The Judge’s first judgment
In a judgment dated 24 April 2015, the Judge noted that there had been an alternative application for a preliminary determination of the meaning of the words complained of. This application had not been pursued because it raised issues about whether the statement had ‘caused or is likely to cause serious harm’ to the reputation of the Prince, within the meaning of s.1 of the Defamation Act 2013, and because it was common ground that there was relevant evidence about the extent of the publication on the internet.
The Judge directed himself that a decision on an application as to whether words were capable of bearing a defamatory meaning was to pre-empt perversity, and recorded the arguments as to meaning advanced on behalf of each side.
He set out the principles that applied when determining meaning; and it will be necessary to return to these later in this judgment. For present purposes it is sufficient to note a passage in the judgment in [14]:
It follows that it is not enough that the words should damage the claimant in the eyes of a section of the public only, see Modi v Clarke [2011] EWCA Civ 937. It does not defame someone to say that he wishes to destroy the structure of world cricket, because that depends on the views of that section of the public interested in the sport on the current structure, see paragraph 30. This mirrors Strasbourg jurisprudence which emphasises the latitude given to statements about public figures and political matters where reasonable persons may have very different views about actions and systems of government, see Lingens v Austria (1986) 8 EHRR 407 at paragraph 41 and the analysis in Curran v Scottish Daily Record and Sunday Mail Ltd (2011) CSIH 86 at paragraphs 51 and 53.
The Judge referred to the evidence which had been lodged on each side, and found that it did not assist him. He proceeded on the basis that the hypothetical intelligent reader would have the general knowledge that Morocco was a monarchy and that the King was its ruler. However, in his view the application had to be determined solely on the basis of the article and its translation.
The Judge decided that the words complained of did not sustain a meaning that the Prince had induced Moumni or anyone else to make ‘false’ allegations against Majidi so that he might be arrested. The use of the words ‘premeditated plot’ or ‘ploy’ showed only that it was planned and not that it was fabricated. The mere fact that matters are kept secret does not suggest that they are false.

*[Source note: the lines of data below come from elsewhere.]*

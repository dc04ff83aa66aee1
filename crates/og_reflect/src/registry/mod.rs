//! Type registry for type-driven lookups.
//!
//! ## Menu
//!
//! - [`TypeTrait`]: a capability supported by a type.
//! - [`FromType`]: creates a `TypeTrait` from a type.
//! - [`TypeMeta`]: a [`TypeInfo`] together with a [`TypeTrait`] table.
//! - [`GetTypeMeta`]: creates a `TypeMeta` from a type.
//! - [`TypeRegistry`]: the container of `TypeMeta`s, indexed by id, full path
//!   and short name.
//! - [`TypeCatalog`]: name resolution over a registry.
//! - TypeTraits:
//!     - [`TypeTraitDefault`]: [`Default`] for reflected types.
//!     - [`TypeTraitFromReflect`]: [`FromReflect`] behind a type id.
//!     - [`TypeTraitSerialize`]: a type that serializes itself through serde.
//!     - [`TypeTraitDeserialize`]: a type that deserializes itself through serde.
//!
//! [`FromReflect`]: crate::FromReflect
//! [`TypeInfo`]: crate::info::TypeInfo

// -----------------------------------------------------------------------------
// Modules

mod catalog;
mod from_type;
mod traits;
mod type_meta;
mod type_registry;
mod type_trait;

// -----------------------------------------------------------------------------
// Exports

pub use catalog::TypeCatalog;
pub use from_type::FromType;
pub use traits::{TypeTraitDefault, TypeTraitFromReflect};
pub use traits::{TypeTraitDeserialize, TypeTraitSerialize};
pub use type_meta::{GetTypeMeta, TypeMeta};
pub use type_registry::TypeRegistry;
pub use type_trait::TypeTrait;

// -----------------------------------------------------------------------------
// Auxiliary macro

/// Implements [`GetTypeMeta`] for a non-generic type with the listed type traits.
macro_rules! impl_get_type_meta {
    ($ty:ty => $($type_trait:ident),* $(,)?) => {
        impl $crate::registry::GetTypeMeta for $ty {
            fn get_type_meta() -> $crate::registry::TypeMeta {
                #[allow(unused_mut)]
                let mut meta = $crate::registry::TypeMeta::of::<Self>();
                $(
                    meta.insert_trait::<$crate::registry::$type_trait>(
                        $crate::registry::FromType::<Self>::from_type(),
                    );
                )*
                meta
            }
        }
    };
}

pub(crate) use impl_get_type_meta;
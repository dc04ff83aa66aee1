use proc_macro2::{Span, TokenStream};
use quote::{quote, quote_spanned};
use syn::Ident;

use crate::derive_data::{ReflectMeta, ReflectStruct};

/// Generate implementation code for `GetTypeMeta` trait.
///
/// `register_deps_tokens` is usually related to the type of field.
pub(crate) fn impl_trait_get_type_meta(
    meta: &ReflectMeta,
    register_deps_tokens: TokenStream,
) -> TokenStream {
    let registry_ = crate::path::registry_(meta.og_reflect());

    let outer_ = Ident::new("__outer", Span::call_site());

    let mut trait_counter = 1usize;

    let insert_default = match meta.attrs().avail_traits.default {
        Some(span) => {
            trait_counter += 1;
            quote_spanned! { span =>
                #registry_::TypeMeta::insert_trait::<#registry_::TypeTraitDefault>(&mut #outer_, #registry_::FromType::<Self>::from_type());
            }
        }
        None => TokenStream::new(),
    };

    let insert_serde = match meta.attrs().avail_traits.serde {
        Some(span) => {
            trait_counter += 2;
            quote_spanned! { span =>
                #registry_::TypeMeta::insert_trait::<#registry_::TypeTraitSerialize>(&mut #outer_, #registry_::FromType::<Self>::from_type());
                #registry_::TypeMeta::insert_trait::<#registry_::TypeTraitDeserialize>(&mut #outer_, #registry_::FromType::<Self>::from_type());
            }
        }
        None => TokenStream::new(),
    };

    let ident = meta.ident();

    quote! {
        impl #registry_::GetTypeMeta for #ident {
            fn get_type_meta() -> #registry_::TypeMeta {
                let mut #outer_ = #registry_::TypeMeta::with_capacity::<Self>(#trait_counter);
                #registry_::TypeMeta::insert_trait::<#registry_::TypeTraitFromReflect>(&mut #outer_, #registry_::FromType::<Self>::from_type());
                #insert_default
                #insert_serde
                #outer_
            }

            #register_deps_tokens
        }
    }
}

/// `register_dependencies` registering every reflected field type.
pub(crate) fn get_registry_dependencies(info: &ReflectStruct) -> TokenStream {
    let registry_ = crate::path::registry_(info.meta().og_reflect());
    let field_types = info.active_fields().map(|field| field.ty);

    if info.active_fields().next().is_none() {
        return TokenStream::new();
    }

    quote! {
        fn register_dependencies(registry: &mut #registry_::TypeRegistry) {
            #(registry.register::<#field_types>();)*
        }
    }
}
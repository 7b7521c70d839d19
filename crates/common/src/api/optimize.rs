use serde::{Deserialize, Serialize};
use serde_json::Value;

use super::solver::SolverRequest;

/// POST /api/logistics/optimize success response.
#[derive(Clone, Debug, Serialize, Deserialize)]
#[serde(rename_all = "camelCase")]
pub struct OptimizeResponse {
    /// The request body exactly as received.
    pub request: Value,
    /// Payload sent to the solver.
    pub ors_request: SolverRequest,
    /// Solver reply, unmodified.
    pub ors_solution: Value,
}
use serde::{Deserialize, Serialize};
use serde_json::Value;
use thiserror::Error;

use crate::types::FeasibilityResult;

/// Machine-readable error class the dashboard branches its messaging on.
#[derive(Clone, Copy, Debug, PartialEq, Eq, Serialize, Deserialize)]
#[serde(rename_all = "SCREAMING_SNAKE_CASE")]
pub enum ErrorType {
    /// Plan rejected before any solver call; fix the plan and retry.
    Feasibility,
    /// Malformed request; a caller bug.
    Validation,
    /// The routing solver failed or could not be reached.
    Ors,
    Internal,
}

impl ErrorType {
    pub fn as_str(&self) -> &'static str {
        match self {
            Self::Feasibility => "FEASIBILITY",
            Self::Validation => "VALIDATION",
            Self::Ors => "ORS",
            Self::Internal => "INTERNAL",
        }
    }
}

/// Top-level error type for logistics requests.
#[derive(Debug, Error)]
pub enum LogisticsError {
    // --- Caller errors ---
    #[error("{0}")]
    Validation(String),

    #[error("Feasibility check failed")]
    Infeasible(FeasibilityResult),

    // --- Upstream errors ---
    #[error("ORS_API_KEY is not configured on the server.")]
    SolverNotConfigured,

    #[error("ORS optimization call failed")]
    Solver { status: u16, body: Value },

    #[error("Gemini not configured on server (missing GEMINI_API_KEY).")]
    InsightsNotConfigured,

    #[error("Failed to generate AI summary")]
    Insights(String),

    // --- Operational errors ---
    /// The message is reported in `details`; the display text stays generic.
    #[error("Internal server error")]
    Internal(String),
}

impl LogisticsError {
    pub fn error_type(&self) -> ErrorType {
        match self {
            Self::Validation(_) => ErrorType::Validation,
            Self::Infeasible(_) => ErrorType::Feasibility,
            Self::SolverNotConfigured | Self::Solver { .. } => ErrorType::Ors,
            Self::InsightsNotConfigured | Self::Insights(_) | Self::Internal(_) => {
                ErrorType::Internal
            }
        }
    }

    /// HTTP status for the response. Solver failures keep the upstream status.
    pub fn status_code(&self) -> u16 {
        match self {
            Self::Validation(_) | Self::Infeasible(_) => 400,
            Self::SolverNotConfigured | Self::InsightsNotConfigured => 503,
            Self::Solver { status, .. } => *status,
            Self::Insights(_) | Self::Internal(_) => 500,
        }
    }

    /// JSON body for the response.
    ///
    /// Validation, credential and summary errors carry only `error`; the
    /// optimize pipeline's feasibility, solver and internal failures are
    /// tagged with `errorType`.
    pub fn to_body(&self) -> ErrorBody {
        let mut body = ErrorBody::new(self.to_string());

        match self {
            Self::Infeasible(result) => {
                body.error_type = Some(ErrorType::Feasibility);
                body.details = serde_json::to_value(result).ok();
            }
            Self::Solver { body: upstream, .. } => {
                body.error_type = Some(ErrorType::Ors);
                body.ors_error = Some(upstream.clone());
            }
            Self::Internal(detail) => {
                body.error_type = Some(ErrorType::Internal);
                body.details = Some(Value::String(detail.clone()));
            }
            _ => {}
        }

        body
    }
}

/// Error response body shared by every logistics endpoint.
#[derive(Clone, Debug, PartialEq, Serialize, Deserialize)]
#[serde(rename_all = "camelCase")]
pub struct ErrorBody {
    pub error: String,
    #[serde(default, skip_serializing_if = "Option::is_none")]
    pub error_type: Option<ErrorType>,
    #[serde(default, skip_serializing_if = "Option::is_none")]
    pub details: Option<Value>,
    #[serde(default, skip_serializing_if = "Option::is_none")]
    pub ors_error: Option<Value>,
}

impl ErrorBody {
    pub fn new(error: impl Into<String>) -> Self {
        Self {
            error: error.into(),
            error_type: None,
            details: None,
            ors_error: None,
        }
    }
}

#[cfg(test)]
mod tests {
    use super::*;
    use serde_json::json;

    #[test]
    fn test_feasibility_body_carries_result() {
        let mut result = FeasibilityResult::feasible();
        result.push_error("No fields were provided.");

        let err = LogisticsError::Infeasible(result);
        assert_eq!(err.status_code(), 400);

        let body = serde_json::to_value(err.to_body()).unwrap();
        assert_eq!(body["error"], "Feasibility check failed");
        assert_eq!(body["errorType"], "FEASIBILITY");
        assert_eq!(body["details"]["ok"], false);
        assert_eq!(body["details"]["errors"][0], "No fields were provided.");
        assert_eq!(body["details"]["warnings"], json!([]));
    }

    #[test]
    fn test_validation_body_is_untagged() {
        let err = LogisticsError::Validation("Depot lat/lon must be numbers.".into());
        let body = serde_json::to_value(err.to_body()).unwrap();

        assert_eq!(body, json!({"error": "Depot lat/lon must be numbers."}));
        assert_eq!(err.error_type(), ErrorType::Validation);
    }

    #[test]
    fn test_solver_error_keeps_upstream_status() {
        let err = LogisticsError::Solver {
            status: 403,
            body: json!({"error": "Access to this API has been disallowed"}),
        };
        assert_eq!(err.status_code(), 403);

        let body = serde_json::to_value(err.to_body()).unwrap();
        assert_eq!(body["errorType"], "ORS");
        assert_eq!(
            body["orsError"]["error"],
            "Access to this API has been disallowed"
        );
    }

    #[test]
    fn test_internal_error_hides_message_in_details() {
        let err = LogisticsError::Internal("Invalid coordinates for field 7".into());
        assert_eq!(err.to_string(), "Internal server error");

        let body = err.to_body();
        assert_eq!(body.error_type, Some(ErrorType::Internal));
        assert_eq!(
            body.details,
            Some(Value::String("Invalid coordinates for field 7".into()))
        );
    }

    #[test]
    fn test_not_configured_is_503() {
        assert_eq!(LogisticsError::SolverNotConfigured.status_code(), 503);
        assert_eq!(LogisticsError::InsightsNotConfigured.status_code(), 503);
        assert_eq!(LogisticsError::SolverNotConfigured.to_body().error_type, None);
    }
}
use serde::{Deserialize, Serialize};
use serde_json::Value;

/// POST /api/logistics/ai-summary request.
///
/// `facts` is whatever summary the dashboard computed from a solution:
/// totals, per-vehicle distance/hours/load and the unassigned count. It is
/// passed to the model as pretty-printed JSON.
#[derive(Clone, Debug, Default, Serialize, Deserialize)]
pub struct SummaryRequest {
    #[serde(default, skip_serializing_if = "Option::is_none")]
    pub facts: Option<Value>,
}

/// POST /api/logistics/ai-summary response.
#[derive(Clone, Debug, Serialize, Deserialize)]
pub struct SummaryResponse {
    /// Three "- " prefixed bullet lines.
    pub text: String,
}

So far as §6.1 and §6.3 of the Particulars of Claim were concerned, the Judge concluded, at [22], that the article could be understood to mean that the Prince urged Moumni to raise a case against an aide close to the King of Morocco on charges of making a death threat, and had launched a similar strike against Hamouchi, the head of the anti-espionage agency; and that this was part of a campaign to harm the image of the King. The article appeared to take the line that any such approach was wrong. However, that would depend on the views of that section of the public interested in the politics of Morocco. It was not capable of being defamatory of someone to say that they were working against the interests of a ruler for the reasons given in Modi v. Clarke. The Judge went on to record that he recognised the Prince’s concerns about an article which he contended was inaccurate, adding that an inaccurate article was not necessarily defamatory.
For reasons set out at [23], the Judge also concluded that the position was different in relation to §6.2 of the Particulars of Claim. A reasonable reader might conclude that the article meant that the Prince had instructed Moumni to lie about the meeting happening by coincidence; and this meaning was capable of being defamatory of the Prince because it suggested he had lied. It is unnecessary to say anything further about the Judge’s view of §6.2 since it is not the subject of any appeal by Elaph.
The Judge ordered that §6.1 and §6.3 of the Particulars of Claim be struck out and directed that the parties should have time to consider the judgment, with a view to the Prince’s advisors considering whether the Claim Form and Particulars of Claim should be amended, see [27].
The Judge’s second judgment
In the light of the Judge’s observations at [22] and [27], the Prince’s solicitors issued an application notice dated 29 June 2015, seeking permission to amend §6 of the Particulars of Claim and to add a new claim under the Data Protection Act 1998 (‘the DPA’).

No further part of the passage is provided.